Even in the midst of Jerusalem’s diversity, a glorious outpouring of the Spirit gave birth to the church. Pentecost teaches us that Church is more of a verb than anything else. Church happens when each of those different people heard what the other was saying, even though they spoke different languages, even though they came from different places, and probably believed pretty different things. Pentecost teaches us that church isn’t a club. It’s not about like minded people coming together to improve themselves, or even coming together to improve the world. Pentecost is about a new reality, a reversal of those old divisions and desires for ownership and control that came to be at the tower of Babel, that ancient precursor of division. Pentecost is about our souls and bodies being a home for Jesus Christ.

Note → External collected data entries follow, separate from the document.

//! Photo gallery client core: the remote photo source, the search and
//! pagination state machine, and persisted UI preferences.

pub mod http_source;
pub mod orchestrator;
pub mod preferences;
pub mod source;

pub use http_source::{HttpPhotoSource, HttpPhotoSourceConfig};
pub use orchestrator::{
    OrchestratorPhase, SearchEvent, SearchOrchestrator, SearchState, DEFAULT_PAGE_SIZE,
};
pub use preferences::{FilePreferenceStore, MemoryPreferenceStore, PreferenceStore};
pub use source::{MissingPhotoSource, PhotoSource};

On Pentecost, each could understand the other; but each understood in his or her own language. The languages—the differences—were preserved. The Gospel is about unity, not homogeneity. We are unified in our love of God, in the grace of the Holy Spirit that we have each received at baptism. But the song of that love is sung with different words in all of our lives.
One of my favorite prayers in the prayer book shows up in some different places—
—at the Easter Vigil, but also Good Friday, and the liturgy for ordinations. Our church is a “wonderful and sacred mystery.” We don’t quite know how it really works, or why. How some relationships begin, how others end. So much comes down to mystery—an invitation to us for humility, I think, to remember we don’t have it all figured out. How is it that we in the Anglican Communion can share a faith and be so different? What would it be like, really, to truly trust in God?
O God of unchangeable power and eternal light: Look favorably on your whole Church, that wonderful and sacred mystery; by the effectual working of your providence, carry out in tranquility the plan of salvation; let the whole world see and know that things which were cast down are being raised up, and things which had grown old are being made new, and that all things are being brought to their perfection by the One through whom all things were made, your Son Jesus Christ our Lord; who lives and reigns with you, in the unity of the Holy Spirit, one God, for ever and ever.
Blessings,
Sara+
Thursday, April 21, 2016
Dwelling Closer to the Ground
Dear People of Christ Church,
This week we had a terrific first “Intro to the Episcopal Church” class, with about 9 people gathered to talk about our questions, curiosities, and longings for God’s “new thing” happening in our spiritual lives. It’s so exciting to see how the parish changes and grows—almost none of the 9 people gathered at that table were members a year ago, and there they all were, from Catholic and Evangelical and Lutheran and Methodist and all backgrounds in between. This thing that is the church is a living body, not a building or a list of names.
In my sermon on Sunday I was talking about how, in the Gospels we hear the story of Jesus being Jesus Christ, in the book of Acts, which we read every Sunday in Easter season, we hear the story of the church becoming the church. Rather than one single appointed leader taking the place of Jesus, it’s the church—the whole gathered body—that takes on his ministry and presence in the world. Peter and Paul and Mary Magdalene were all important, but it wasn’t just one of them who carried on the work of God in the risen Christ…that takes a whole church.
The church is the Body of Christ, and it needs all of us to be that.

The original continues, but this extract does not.